__PROBLEM DETAILS__. Write the data out again in full, with no departure from the original.

(Collected data)
○ ○ ○ ○
//! Comment Thread Builder
//!
//! Turns the flat, chronologically-ordered comment rows of a product into
//! a reply tree. Top-level comments keep arrival order (oldest first) and
//! each reply is appended to its parent's reply list in arrival order.
//!
//! A reply whose parent id is not in the input set (the parent was
//! deleted) is dropped from the tree; the drop is counted and surfaced
//! with a warning instead of disappearing silently. Replies attach to
//! whatever parent they declare, so deeper nesting is representable even
//! though consumers expect two levels.

use std::collections::HashMap;

use kernel::id::CommentId;

use crate::domain::entity::comment::Comment;

/// A flat comment row joined with its author's display fields
#[derive(Debug, Clone)]
pub struct CommentRecord {
    pub comment: Comment,
    pub author_name: String,
    pub author_image_path: Option<String>,
}

/// A comment enriched with its materialized replies
#[derive(Debug, Clone)]
pub struct CommentNode {
    pub comment: Comment,
    pub author_name: String,
    pub author_image_path: Option<String>,
    pub replies: Vec<CommentNode>,
}

/// Build the reply tree from flat rows.
///
/// The input is expected in chronological order; the output preserves it
/// both for top-level comments and within each reply list.
pub fn build_thread(rows: Vec<CommentRecord>) -> Vec<CommentNode> {
    let known: std::collections::HashSet<CommentId> =
        rows.iter().map(|r| r.comment.comment_id).collect();

    let mut roots: Vec<CommentRecord> = Vec::new();
    let mut children: HashMap<CommentId, Vec<CommentRecord>> = HashMap::new();
    let mut orphaned = 0usize;

    for row in rows {
        match row.comment.parent_id {
            None => roots.push(row),
            Some(parent_id) if known.contains(&parent_id) => {
                children.entry(parent_id).or_default().push(row);
            }
            Some(_) => orphaned += 1,
        }
    }

    let nodes: Vec<CommentNode> = roots
        .into_iter()
        .map(|root| attach_replies(root, &mut children))
        .collect();

    // Anything left in the map hangs off a parent that was itself dropped
    let stranded: usize = children.values().map(Vec::len).sum();
    if orphaned + stranded > 0 {
        tracing::warn!(
            dropped = orphaned + stranded,
            "Dropped comments whose parent is missing from the thread"
        );
    }

    nodes
}

fn attach_replies(
    record: CommentRecord,
    children: &mut HashMap<CommentId, Vec<CommentRecord>>,
) -> CommentNode {
    let replies = children
        .remove(&record.comment.comment_id)
        .unwrap_or_default()
        .into_iter()
        .map(|reply| attach_replies(reply, children))
        .collect();

    CommentNode {
        comment: record.comment,
        author_name: record.author_name,
        author_image_path: record.author_image_path,
        replies,
    }
}

#[cfg(test)]
mod tests {
    use super::*;
    use auth::UserId;
    use kernel::id::ProductId;
    use uuid::Uuid;

    fn id(n: u128) -> CommentId {
        CommentId::from_uuid(Uuid::from_u128(n))
    }

    fn record(product: ProductId, comment_id: u128, parent: Option<u128>) -> CommentRecord {
        let mut comment = Comment::new(
            product,
            UserId::new(),
            format!("comment {}", comment_id),
            parent.map(id),
        );
        comment.comment_id = id(comment_id);
        CommentRecord {
            comment,
            author_name: "Alice".to_string(),
            author_image_path: None,
        }
    }

    #[test]
    fn test_two_level_thread_with_orphan_drop() {
        let product = ProductId::new();
        let rows = vec![
            record(product, 1, None),
            record(product, 2, Some(1)),
            record(product, 3, None),
            record(product, 4, Some(99)), // parent not in the set
        ];

        let thread = build_thread(rows);

        assert_eq!(thread.len(), 2);
        assert_eq!(thread[0].comment.comment_id, id(1));
        assert_eq!(thread[1].comment.comment_id, id(3));

        assert_eq!(thread[0].replies.len(), 1);
        assert_eq!(thread[0].replies[0].comment.comment_id, id(2));
        assert!(thread[1].replies.is_empty());

        // id 4 appears nowhere in the output
        fn contains(nodes: &[CommentNode], target: CommentId) -> bool {
            nodes.iter().any(|n| {
                n.comment.comment_id == target || contains(&n.replies, target)
            })
        }
        assert!(!contains(&thread, id(4)));
    }

    #[test]
    fn test_reply_order_preserved() {
        let product = ProductId::new();
        let rows = vec![
            record(product, 1, None),
            record(product, 2, Some(1)),
            record(product, 3, Some(1)),
            record(product, 4, Some(1)),
        ];

        let thread = build_thread(rows);
        let reply_ids: Vec<CommentId> = thread[0]
            .replies
            .iter()
            .map(|r| r.comment.comment_id)
            .collect();
        assert_eq!(reply_ids, vec![id(2), id(3), id(4)]);
    }

    #[test]
    fn test_reply_to_reply_nests() {
        // The data model permits it; the builder attaches to whatever
        // parent is declared
        let product = ProductId::new();
        let rows = vec![
            record(product, 1, None),
            record(product, 2, Some(1)),
            record(product, 3, Some(2)),
        ];

        let thread = build_thread(rows);
        assert_eq!(thread.len(), 1);
        assert_eq!(thread[0].replies.len(), 1);
        assert_eq!(thread[0].replies[0].replies.len(), 1);
        assert_eq!(
            thread[0].replies[0].replies[0].comment.comment_id,
            id(3)
        );
    }

    #[test]
    fn test_empty_input() {
        assert!(build_thread(Vec::new()).is_empty());
    }
}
○ ○ ○ ○
__SOLUTION TO THIS EXERCISE__.
//! Comment Thread Builder
//!
//! Turns the flat, chronologically-ordered comment rows of a product into
//! a reply tree. Top-level comments keep arrival order (oldest first) and
//! each reply is appended to its parent's reply list in arrival order.
//!
//! A reply whose parent id is not in the input set (the parent was
//! deleted) is dropped from the tree; the drop is counted and surfaced
//! with a warning instead of disappearing silently. Replies attach to
//! whatever parent they declare, so deeper nesting is representable even
//! though consumers expect two levels.

use std::collections::HashMap;

use kernel::id::CommentId;

use crate::domain::entity::comment::Comment;

/// A flat comment row joined with its author's display fields
#[derive(Debug, Clone)]
pub struct CommentRecord {
    pub comment: Comment,
    pub author_name: String,
    pub author_image_path: Option<String>,
}

/// A comment enriched with its materialized replies
#[derive(Debug, Clone)]
pub struct CommentNode {
    pub comment: Comment,
    pub author_name: String,
    pub author_image_path: Option<String>,
    pub replies: Vec<CommentNode>,
}

/// Build the reply tree from flat rows.
///
/// The input is expected in chronological order; the output preserves it
/// both for top-level comments and within each reply list.
pub fn build_thread(rows: Vec<CommentRecord>) -> Vec<CommentNode> {
    let known: std::collections::HashSet<CommentId> =
        rows.iter().map(|r| r.comment.comment_id).collect();

    let mut roots: Vec<CommentRecord> = Vec::new();
    let mut children: HashMap<CommentId, Vec<CommentRecord>> = HashMap::new();
    let mut orphaned = 0usize;

    for row in rows {
        match row.comment.parent_id {
            None => roots.push(row),
            Some(parent_id) if known.contains(&parent_id) => {
                children.entry(parent_id).or_default().push(row);
            }
            Some(_) => orphaned += 1,
        }
    }

    let nodes: Vec<CommentNode> = roots
        .into_iter()
        .map(|root| attach_replies(root, &mut children))
        .collect();

    // Anything left in the map hangs off a parent that was itself dropped
    let stranded: usize = children.values().map(Vec::len).sum();
    if orphaned + stranded > 0 {
        tracing::warn!(
            dropped = orphaned + stranded,
            "Dropped comments whose parent is missing from the thread"
        );
    }

    nodes
}

fn attach_replies(
    record: CommentRecord,
    children: &mut HashMap<CommentId, Vec<CommentRecord>>,
) -> CommentNode {
    let replies = children
        .remove(&record.comment.comment_id)
        .unwrap_or_default()
        .into_iter()
        .map(|reply| attach_replies(reply, children))
        .collect();

    CommentNode {
        comment: record.comment,
        author_name: record.author_name,
        author_image_path: record.author_image_path,
        replies,
    }
}

#[cfg(test)]
mod tests {
    use super::*;
    use auth::UserId;
    use kernel::id::ProductId;
    use uuid::Uuid;

    fn id(n: u128) -> CommentId {
        CommentId::from_uuid(Uuid::from_u128(n))
    }

    fn record(product: ProductId, comment_id: u128, parent: Option<u128>) -> CommentRecord {
        let mut comment = Comment::new(
            product,
            UserId::new(),
            format!("comment {}", comment_id),
            parent.map(id),
        );
        comment.comment_id = id(comment_id);
        CommentRecord {
            comment,
            author_name: "Alice".to_string(),
            author_image_path: None,
        }
    }

    #[test]
    fn test_two_level_thread_with_orphan_drop() {
        let product = ProductId::new();
        let rows = vec![
            record(product, 1, None),
            record(product, 2, Some(1)),
            record(product, 3, None),
            record(product, 4, Some(99)), // parent not in the set
        ];

        let thread = build_thread(rows);

        assert_eq!(thread.len(), 2);
        assert_eq!(thread[0].comment.comment_id, id(1));
        assert_eq!(thread[1].comment.comment_id, id(3));

        assert_eq!(thread[0].replies.len(), 1);
        assert_eq!(thread[0].replies[0].comment.comment_id, id(2));
        assert!(thread[1].replies.is_empty());

        // id 4 appears nowhere in the output
        fn contains(nodes: &[CommentNode], target: CommentId) -> bool {
            nodes.iter().any(|n| {
                n.comment.comment_id == target || contains(&n.replies, target)
            })
        }
        assert!(!contains(&thread, id(4)));
    }

    #[test]
    fn test_reply_order_preserved() {
        let product = ProductId::new();
        let rows = vec![
            record(product, 1, None),
            record(product, 2, Some(1)),
            record(product, 3, Some(1)),
            record(product, 4, Some(1)),
        ];

        let thread = build_thread(rows);
        let reply_ids: Vec<CommentId> = thread[0]
            .replies
            .iter()
            .map(|r| r.comment.comment_id)
            .collect();
        assert_eq!(reply_ids, vec![id(2), id(3), id(4)]);
    }

    #[test]
    fn test_reply_to_reply_nests() {
        // The data model permits it; the builder attaches to whatever
        // parent is declared
        let product = ProductId::new();
        let rows = vec![
            record(product, 1, None),
            record(product, 2, Some(1)),
            record(product, 3, Some(2)),
        ];

        let thread = build_thread(rows);
        assert_eq!(thread.len(), 1);
        assert_eq!(thread[0].replies.len(), 1);
        assert_eq!(thread[0].replies[0].replies.len(), 1);
        assert_eq!(
            thread[0].replies[0].replies[0].comment.comment_id,
            id(3)
        );
    }

    #[test]
    fn test_empty_input() {
        assert!(build_thread(Vec::new()).is_empty());
    }
}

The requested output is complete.